British soccer needs an ombudsman. Although the country has been able to clear its reputation of having violent soccer fans, more can be done. The era of the English Disease – violence among soccer fans spanning decades – is almost gone. However, there are still isolated instances that need to be fixed.
There are also concerns over how the clubs manage themselves. Although there are procedures in place now to enhance integrity and transparency, these, according to fans, don’t go far enough.
The Department for Digital, Culture, Media and Sport (DCMS) has listened and is ready to make changes. It will soon introduce a new independent regulator to British soccer, according to ESPN.
Cleaning Up the Soccer Field
The DCMS recently completed a year-long survey of soccer fans to determine what changes they would like to see. It presented 10 recommendations that soccer lovers collectively asked for last year and which have now received the support of Parliament.
Among them is an integrity test for all club owners and executives. There will also be increased due diligence on the funding sources whenever a team is going to change hands. These steps replace those currently in place independently in the English Football League (EFL), the Football Association and the English Premier League (EPL).
In addition, the new independent regulator will have the authority to oversee the financial operations of clubs and investigate potential criminal activity. It will also have a legal foundation to enforce any penalties for violations it discovers.

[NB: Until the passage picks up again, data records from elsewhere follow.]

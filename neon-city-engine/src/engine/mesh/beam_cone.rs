use std::f32::consts::TAU;

use bevy::asset::RenderAssetUsages;
use bevy::prelude::*;
use bevy::render::mesh::{Indices, PrimitiveTopology};

/// Open cone with its apex at the origin, widening along +Z to `radius` at
/// `length`. UV `v` runs from 1 at the apex to 0 at the mouth so a fragment
/// shader can fade both ends of the beam.
pub fn open_cone(radius: f32, length: f32, segments: u32) -> Mesh {
    let segments = segments.max(3);
    let mut positions: Vec<[f32; 3]> = Vec::new();
    let mut normals: Vec<[f32; 3]> = Vec::new();
    let mut uvs: Vec<[f32; 2]> = Vec::new();
    let mut indices = Vec::new();

    for s in 0..=segments {
        let u = s as f32 / segments as f32;
        let (sin, cos) = (u * TAU).sin_cos();
        let normal = Vec3::new(cos, sin, -radius / length).normalize();

        positions.push([0.0, 0.0, 0.0]);
        normals.push(normal.to_array());
        uvs.push([u, 1.0]);

        positions.push([cos * radius, sin * radius, length]);
        normals.push(normal.to_array());
        uvs.push([u, 0.0]);
    }

    for s in 0..segments {
        let apex = s * 2;
        let mouth = apex + 1;
        let next_apex = apex + 2;
        let next_mouth = apex + 3;
        indices.extend_from_slice(&[apex, next_mouth, mouth, apex, next_apex, next_mouth]);
    }

    let mut mesh = Mesh::new(PrimitiveTopology::TriangleList, RenderAssetUsages::RENDER_WORLD);
    mesh.insert_attribute(Mesh::ATTRIBUTE_POSITION, positions);
    mesh.insert_attribute(Mesh::ATTRIBUTE_NORMAL, normals);
    mesh.insert_attribute(Mesh::ATTRIBUTE_UV_0, uvs);
    mesh.insert_indices(Indices::U32(indices));
    mesh
}
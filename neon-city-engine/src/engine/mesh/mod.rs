//! Procedural mesh builders for geometry Bevy's primitives do not cover.
//!
//! Line lists for neon outlines, the open cone used by headlight beams and
//! flat fan polygons for puddles and the interaction pointer.

/// Open cone with a length-wise UV ramp for volumetric beams.
pub mod beam_cone;

/// Flat polygons: puddle fans and the pointer triangle.
pub mod flat_shapes;

/// Line-list meshes for building edges and door neon.
pub mod neon_lines;
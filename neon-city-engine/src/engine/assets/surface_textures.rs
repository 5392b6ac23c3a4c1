use bevy::asset::LoadState;
use bevy::image::{ImageAddressMode, ImageLoaderSettings, ImageSampler, ImageSamplerDescriptor};
use bevy::prelude::*;

use crate::engine::assets::city_config::CityConfig;
use crate::engine::loading::progress::LoadingProgress;

/// Optional surface textures named by the config. A slot whose file fails to
/// load is cleared so the surface falls back to a flat colour.
#[derive(Resource, Default, Debug, Clone)]
pub struct SurfaceTextures {
    pub brick: Option<Handle<Image>>,
    pub concrete: Option<Handle<Image>>,
    pub concrete_normal: Option<Handle<Image>>,
}

#[derive(Debug, Clone, Copy, PartialEq, Eq)]
pub enum TextureStatus {
    Pending,
    Ready,
    Failed,
}

impl SurfaceTextures {
    pub fn load(config: &CityConfig, asset_server: &AssetServer) -> Self {
        let load = |path: &Option<String>, is_srgb: bool| {
            path.as_ref().map(|p| {
                info!("Loading surface texture: {p}");
                load_repeating(asset_server, p, is_srgb)
            })
        };
        Self {
            brick: load(&config.brick_texture, true),
            concrete: load(&config.concrete_texture, true),
            concrete_normal: load(&config.concrete_normal_texture, false),
        }
    }

    /// Clears failed slots and reports whether every slot has settled.
    pub fn settle(&mut self, status: impl Fn(&Handle<Image>) -> TextureStatus) -> bool {
        let mut settled = true;
        for (name, slot) in [
            ("brick", &mut self.brick),
            ("concrete", &mut self.concrete),
            ("concrete normal", &mut self.concrete_normal),
        ] {
            let Some(handle) = slot else {
                continue;
            };
            match status(handle) {
                TextureStatus::Ready => {}
                TextureStatus::Pending => settled = false,
                TextureStatus::Failed => {
                    warn!("Failed to load {name} texture, using a flat colour");
                    *slot = None;
                }
            }
        }
        settled
    }
}

pub fn repeat_sampler() -> ImageSamplerDescriptor {
    ImageSamplerDescriptor {
        address_mode_u: ImageAddressMode::Repeat,
        address_mode_v: ImageAddressMode::Repeat,
        address_mode_w: ImageAddressMode::Repeat,
        ..ImageSamplerDescriptor::linear()
    }
}

fn load_repeating(asset_server: &AssetServer, path: &str, is_srgb: bool) -> Handle<Image> {
    asset_server.load_with_settings(path.to_owned(), move |settings: &mut ImageLoaderSettings| {
        settings.is_srgb = is_srgb;
        settings.sampler = ImageSampler::Descriptor(repeat_sampler());
    })
}

pub fn start_texture_loading(
    mut commands: Commands,
    loading_progress: Res<LoadingProgress>,
    config: Option<Res<CityConfig>>,
    textures: Option<Res<SurfaceTextures>>,
    asset_server: Res<AssetServer>,
) {
    if !loading_progress.config_loaded || textures.is_some() {
        return;
    }
    let Some(config) = config else {
        return;
    };
    commands.insert_resource(SurfaceTextures::load(&config, &asset_server));
}

pub fn check_texture_loading(
    mut loading_progress: ResMut<LoadingProgress>,
    textures: Option<ResMut<SurfaceTextures>>,
    asset_server: Res<AssetServer>,
) {
    if loading_progress.textures_loaded {
        return;
    }
    let Some(mut textures) = textures else {
        return;
    };

    let settled = textures.settle(|handle| match asset_server.load_state(handle.id()) {
        LoadState::Loaded => TextureStatus::Ready,
        LoadState::Failed(_) => TextureStatus::Failed,
        _ => TextureStatus::Pending,
    });

    if settled {
        info!("✓ Surface textures settled");
        loading_progress.textures_loaded = true;
    }
}

#[cfg(test)]
mod tests {
    use super::*;

    fn handle(n: u128) -> Handle<Image> {
        Handle::weak_from_u128(n)
    }

    #[test]
    fn empty_slots_settle_immediately() {
        let mut textures = SurfaceTextures::default();
        assert!(textures.settle(|_| TextureStatus::Pending));
    }

    #[test]
    fn pending_slot_blocks_and_failed_slot_is_cleared() {
        let brick = handle(1);
        let concrete = handle(2);
        let mut textures = SurfaceTextures {
            brick: Some(brick.clone()),
            concrete: Some(concrete.clone()),
            concrete_normal: None,
        };

        let settled = textures.settle(|h| {
            if *h == brick {
                TextureStatus::Pending
            } else {
                TextureStatus::Failed
            }
        });
        assert!(!settled);
        assert!(textures.concrete.is_none());
        assert_eq!(textures.brick, Some(brick));

        assert!(textures.settle(|_| TextureStatus::Ready));
    }
}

Football is nothing without its fans and for too long, the football authorities have collectively been unable to tackle some of the biggest issues in the game. The government took decisive action to conduct the fan-led review,” said DCMS Secretary Nadine Dorries.

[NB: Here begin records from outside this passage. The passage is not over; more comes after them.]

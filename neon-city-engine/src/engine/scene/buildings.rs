//! Turns building plans into entity hierarchies.
//!
//! Each building is a parent at its centre with every part as a child, so the
//! plan's building-local coordinates are used unchanged.

use bevy::math::Affine2;
use bevy::prelude::*;

use constants::palette::{
    ANTENNA_COLOR, BUILDING_EDGE_COLOR, DOOR_NEON_COLOR, NEON_COLORS, WINDOW_FRAME_COLOR,
    hex_color, hex_emissive,
};
use constants::render_settings::EMISSIVE_SCALE;

use crate::engine::mesh::neon_lines::{box_edges, line_segments};
use crate::engine::scene::building_plan::{AdPlan, BuildingPlan, Facade, WindowSlot};
use crate::engine::scene::placement::BuildingFootprint;
use crate::engine::systems::advertisement::{AdMaterials, TEXT_STRIP_SHARE};

const WINDOW_STANDOFF: f32 = 0.05;
const PANE_STANDOFF: f32 = WINDOW_STANDOFF + 0.06;
const BANNER_STANDOFF: f32 = 0.1;
const DOOR_STANDOFF: f32 = 0.05;
const FRAME_STANDOFF: f32 = 0.1;
const NEON_STANDOFF: f32 = 0.22;
const FRAME_BAR_WIDTH: f32 = 0.3;
const FRAME_BAR_THICKNESS: f32 = 0.2;

#[derive(Component, Debug, Clone, Copy)]
pub struct Building {
    pub footprint: BuildingFootprint,
}

#[derive(Component)]
pub struct AdvertisementBand;

/// Materials and meshes reused across every building.
pub struct BuildingKit {
    edge: Handle<StandardMaterial>,
    door: Handle<StandardMaterial>,
    door_frame: Handle<StandardMaterial>,
    door_neon: Handle<StandardMaterial>,
    window_frame: Handle<StandardMaterial>,
    panes: Vec<Handle<StandardMaterial>>,
    antenna: Handle<StandardMaterial>,
    window_frame_mesh: Handle<Mesh>,
    pane_mesh: Handle<Mesh>,
    brick: Option<Handle<Image>>,
    ads: AdMaterials,
}

impl BuildingKit {
    pub fn new(
        meshes: &mut Assets<Mesh>,
        materials: &mut Assets<StandardMaterial>,
        brick: Option<Handle<Image>>,
        ads: AdMaterials,
    ) -> Self {
        let glowing_line = |materials: &mut Assets<StandardMaterial>, hex: u32| {
            materials.add(StandardMaterial {
                base_color: Color::LinearRgba(hex_emissive(hex, 1.5)),
                unlit: true,
                ..default()
            })
        };

        let panes = NEON_COLORS
            .iter()
            .map(|&hex| {
                materials.add(StandardMaterial {
                    base_color: hex_color(hex).with_alpha(0.95),
                    emissive: hex_emissive(hex, 2.5 * EMISSIVE_SCALE),
                    alpha_mode: AlphaMode::Blend,
                    ..default()
                })
            })
            .collect();

        Self {
            edge: glowing_line(materials, BUILDING_EDGE_COLOR),
            door: materials.add(StandardMaterial {
                base_color: hex_color(0x333333),
                perceptual_roughness: 0.4,
                reflectance: 0.6,
                ..default()
            }),
            door_frame: materials.add(StandardMaterial {
                base_color: hex_color(0x555555),
                perceptual_roughness: 0.3,
                reflectance: 0.8,
                ..default()
            }),
            door_neon: glowing_line(materials, DOOR_NEON_COLOR),
            window_frame: materials.add(StandardMaterial {
                base_color: hex_color(WINDOW_FRAME_COLOR),
                metallic: 0.8,
                perceptual_roughness: 0.2,
                ..default()
            }),
            panes,
            antenna: materials.add(StandardMaterial {
                base_color: hex_color(ANTENNA_COLOR),
                ..default()
            }),
            window_frame_mesh: meshes.add(Cuboid::new(1.0, 1.0, 0.1)),
            pane_mesh: meshes.add(Rectangle::new(0.8, 0.8)),
            brick,
            ads,
        }
    }

    fn body_material(&self, plan: &BuildingPlan) -> StandardMaterial {
        let [r, g, b] = plan.tint;
        match &self.brick {
            Some(brick) => StandardMaterial {
                base_color: Color::srgb(r, g, b),
                base_color_texture: Some(brick.clone()),
                uv_transform: Affine2::from_scale(Vec2::new(
                    plan.width.max(plan.depth) / 4.0,
                    plan.height / 8.0,
                )),
                ..default()
            },
            None => StandardMaterial {
                base_color: Color::srgb(r, g, b),
                perceptual_roughness: 0.8,
                ..default()
            },
        }
    }
}

/// Spawns one building and returns its root entity.
pub fn spawn_building(
    commands: &mut Commands,
    meshes: &mut Assets<Mesh>,
    materials: &mut Assets<StandardMaterial>,
    kit: &BuildingKit,
    plan: &BuildingPlan,
) -> Entity {
    let size = Vec3::new(plan.width, plan.height, plan.depth);
    let body_mesh = meshes.add(Cuboid::from_size(size));
    let body_material = materials.add(kit.body_material(plan));
    let edge_mesh = meshes.add(box_edges(size));

    let door_meshes = DoorMeshes::new(meshes, plan);
    let banner_meshes = plan
        .advertisement
        .map(|ad| BannerMeshes::new(meshes, plan, ad));
    let antenna_mesh = plan
        .antenna_height
        .map(|h| (h, meshes.add(Cylinder::new(0.1, h).mesh().resolution(4))));

    commands
        .spawn((
            Building {
                footprint: plan.footprint(),
            },
            Transform::from_translation(plan.center()),
            Visibility::default(),
        ))
        .with_children(|building| {
            building.spawn((Mesh3d(body_mesh), MeshMaterial3d(body_material)));
            building.spawn((Mesh3d(edge_mesh), MeshMaterial3d(kit.edge.clone())));

            door_meshes.spawn(building, kit, plan);

            for slot in &plan.windows {
                spawn_window(building, kit, plan, slot);
            }

            if let (Some(ad), Some(banners)) = (plan.advertisement, banner_meshes) {
                banners.spawn(building, kit, plan, ad);
            }

            if let Some((height, mesh)) = antenna_mesh {
                building.spawn((
                    Mesh3d(mesh),
                    MeshMaterial3d(kit.antenna.clone()),
                    Transform::from_xyz(0.0, plan.height / 2.0 + height / 2.0, 0.0),
                ));
            }
        })
        .id()
}

fn spawn_window(
    building: &mut ChildSpawnerCommands,
    kit: &BuildingKit,
    plan: &BuildingPlan,
    slot: &WindowSlot,
) {
    let rotation = slot.facade.rotation();
    let frame_at = slot.facade.place(
        plan.width,
        plan.depth,
        slot.horizontal,
        slot.vertical,
        WINDOW_STANDOFF,
    );
    let pane_at = slot.facade.place(
        plan.width,
        plan.depth,
        slot.horizontal,
        slot.vertical,
        PANE_STANDOFF,
    );

    building.spawn((
        Mesh3d(kit.window_frame_mesh.clone()),
        MeshMaterial3d(kit.window_frame.clone()),
        Transform::from_translation(frame_at).with_rotation(rotation),
    ));
    building.spawn((
        Mesh3d(kit.pane_mesh.clone()),
        MeshMaterial3d(kit.panes[slot.color_index % kit.panes.len()].clone()),
        Transform::from_translation(pane_at).with_rotation(rotation),
    ));
}

struct DoorMeshes {
    door: Handle<Mesh>,
    lintel: Handle<Mesh>,
    jamb: Handle<Mesh>,
    neon: Handle<Mesh>,
}

impl DoorMeshes {
    fn new(meshes: &mut Assets<Mesh>, plan: &BuildingPlan) -> Self {
        let base = plan.base_y();
        let top = base + plan.door_height;
        let side = plan.door_width * 0.55;
        let z = plan.depth / 2.0 + NEON_STANDOFF;

        Self {
            door: meshes.add(Rectangle::new(plan.door_width, plan.door_height)),
            lintel: meshes.add(Cuboid::new(
                plan.door_width * 1.1,
                FRAME_BAR_WIDTH,
                FRAME_BAR_THICKNESS,
            )),
            jamb: meshes.add(Cuboid::new(
                FRAME_BAR_WIDTH,
                plan.door_height,
                FRAME_BAR_THICKNESS,
            )),
            neon: meshes.add(line_segments(&[
                [Vec3::new(-side, top, z), Vec3::new(side, top, z)],
                [Vec3::new(-side, base, z), Vec3::new(-side, top, z)],
                [Vec3::new(side, base, z), Vec3::new(side, top, z)],
            ])),
        }
    }

    fn spawn(self, building: &mut ChildSpawnerCommands, kit: &BuildingKit, plan: &BuildingPlan) {
        let base = plan.base_y();
        let front = plan.depth / 2.0;
        let door_mid = base + plan.door_height / 2.0;

        building.spawn((
            Mesh3d(self.door),
            MeshMaterial3d(kit.door.clone()),
            Transform::from_xyz(0.0, door_mid, front + DOOR_STANDOFF),
        ));
        building.spawn((
            Mesh3d(self.lintel),
            MeshMaterial3d(kit.door_frame.clone()),
            Transform::from_xyz(0.0, base + plan.door_height, front + FRAME_STANDOFF),
        ));
        for side in [-1.0, 1.0] {
            building.spawn((
                Mesh3d(self.jamb.clone()),
                MeshMaterial3d(kit.door_frame.clone()),
                Transform::from_xyz(
                    side * plan.door_width * 0.55,
                    door_mid,
                    front + FRAME_STANDOFF,
                ),
            ));
        }
        building.spawn((Mesh3d(self.neon), MeshMaterial3d(kit.door_neon.clone())));
    }
}

/// Text strip over image panel, one pair per span (front/back and sides).
struct BannerMeshes {
    text: [Handle<Mesh>; 2],
    image: [Handle<Mesh>; 2],
}

impl BannerMeshes {
    fn new(meshes: &mut Assets<Mesh>, plan: &BuildingPlan, ad: AdPlan) -> Self {
        let text_height = ad.banner_height * TEXT_STRIP_SHARE;
        let image_height = ad.banner_height - text_height;
        let spans = [plan.width * 0.9, plan.depth * 0.9];
        Self {
            text: spans.map(|w| meshes.add(Rectangle::new(w, text_height))),
            image: spans.map(|w| meshes.add(Rectangle::new(w, image_height))),
        }
    }

    fn spawn(
        self,
        building: &mut ChildSpawnerCommands,
        kit: &BuildingKit,
        plan: &BuildingPlan,
        ad: AdPlan,
    ) {
        let text_height = ad.banner_height * TEXT_STRIP_SHARE;
        let image_height = ad.banner_height - text_height;
        let top = ad.center_y + ad.banner_height / 2.0;
        let text_y = top - text_height / 2.0;
        let image_y = top - text_height - image_height / 2.0;

        for facade in Facade::ALL {
            let span = match facade {
                Facade::Front | Facade::Back => 0,
                Facade::Right | Facade::Left => 1,
            };
            let rotation = facade.rotation();
            let text_at = facade.place(plan.width, plan.depth, 0.0, text_y, BANNER_STANDOFF);
            let image_at = facade.place(plan.width, plan.depth, 0.0, image_y, BANNER_STANDOFF);

            building.spawn((
                AdvertisementBand,
                Mesh3d(self.text[span].clone()),
                MeshMaterial3d(kit.ads.text.clone()),
                Transform::from_translation(text_at).with_rotation(rotation),
            ));
            building.spawn((
                AdvertisementBand,
                Mesh3d(self.image[span].clone()),
                MeshMaterial3d(kit.ads.image.clone()),
                Transform::from_translation(image_at).with_rotation(rotation),
            ));
        }
    }
}

#[cfg(test)]
mod tests {
    use super::*;
    use crate::engine::core::random::CityRng;
    use crate::engine::scene::building_plan::plan_building;

    fn assets() -> (Assets<Mesh>, Assets<StandardMaterial>) {
        (Assets::default(), Assets::default())
    }

    #[test]
    fn building_root_carries_footprint_and_children() {
        let mut world = World::new();
        let (mut meshes, mut materials) = assets();
        let ads = AdMaterials {
            text: materials.add(StandardMaterial::default()),
            image: materials.add(StandardMaterial::default()),
        };
        let kit = BuildingKit::new(&mut meshes, &mut materials, None, ads);

        let mut rng = CityRng::from_seed(5);
        let plan = plan_building(12.0, -8.0, &mut rng.0);

        let root = {
            let mut commands = world.commands();
            spawn_building(&mut commands, &mut meshes, &mut materials, &kit, &plan)
        };
        world.flush();

        let building = world.get::<Building>(root).unwrap();
        assert_eq!(building.footprint, plan.footprint());
        let transform = world.get::<Transform>(root).unwrap();
        assert_eq!(transform.translation, plan.center());

        // body, edges, door, lintel, two jambs, neon
        let mut expected = 7 + plan.windows.len() * 2;
        if plan.advertisement.is_some() {
            expected += 8;
        }
        if plan.antenna_height.is_some() {
            expected += 1;
        }
        let children = world.get::<Children>(root).unwrap();
        assert_eq!(children.len(), expected);
    }

    #[test]
    fn banners_are_tagged_on_all_four_faces() {
        let mut world = World::new();
        let (mut meshes, mut materials) = assets();
        let ads = AdMaterials {
            text: materials.add(StandardMaterial::default()),
            image: materials.add(StandardMaterial::default()),
        };
        let kit = BuildingKit::new(&mut meshes, &mut materials, None, ads);

        let mut rng = CityRng::from_seed(9);
        let plan = (0..200)
            .map(|_| plan_building(0.0, 0.0, &mut rng.0))
            .find(|p| p.advertisement.is_some())
            .unwrap();

        {
            let mut commands = world.commands();
            spawn_building(&mut commands, &mut meshes, &mut materials, &kit, &plan);
        }
        world.flush();

        let mut bands = world.query_filtered::<Entity, With<AdvertisementBand>>();
        assert_eq!(bands.iter(&world).count(), 8);
    }
}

Going forward, once the new regime is in place, British soccer fans will have the ability to provide input into club logos, names, and more. This essentially gives all fans a quasi-ownership stake in the operations, which should also clean up the industry.
The DCMS adds that more details are forthcoming and will appear in an upcoming government white paper. The white paper is likely to be presented this summer. But the DCMS didn’t specify when the new regulator might be in place.
Leagues Have Mixed Reactions
UK soccer leagues responded to the announcement, showing varying degrees of support. The EPL welcomes the reform but doesn’t feel that a “statutory-backed regulator” is necessary.
It added in a statement that it is developing its own initiatives to increase fan engagement and give them greater input into operations. The league will provide those details “before the start of the 2022-2023 season.”
The EFL focused on the financial aspect of the reform. It indicated that it supports an independent regulator, provided it can show how to “reset the game’s finances” through improved regulation and distribution. This was a reference to an ongoing disagreement in revenue sharing between the EPL and the EFL.
Although there is no concrete time frame for the arrival of the new regulator, one rumor will disappoint many who support the reforms. There’s a chance that the changes won’t be in place until 2024.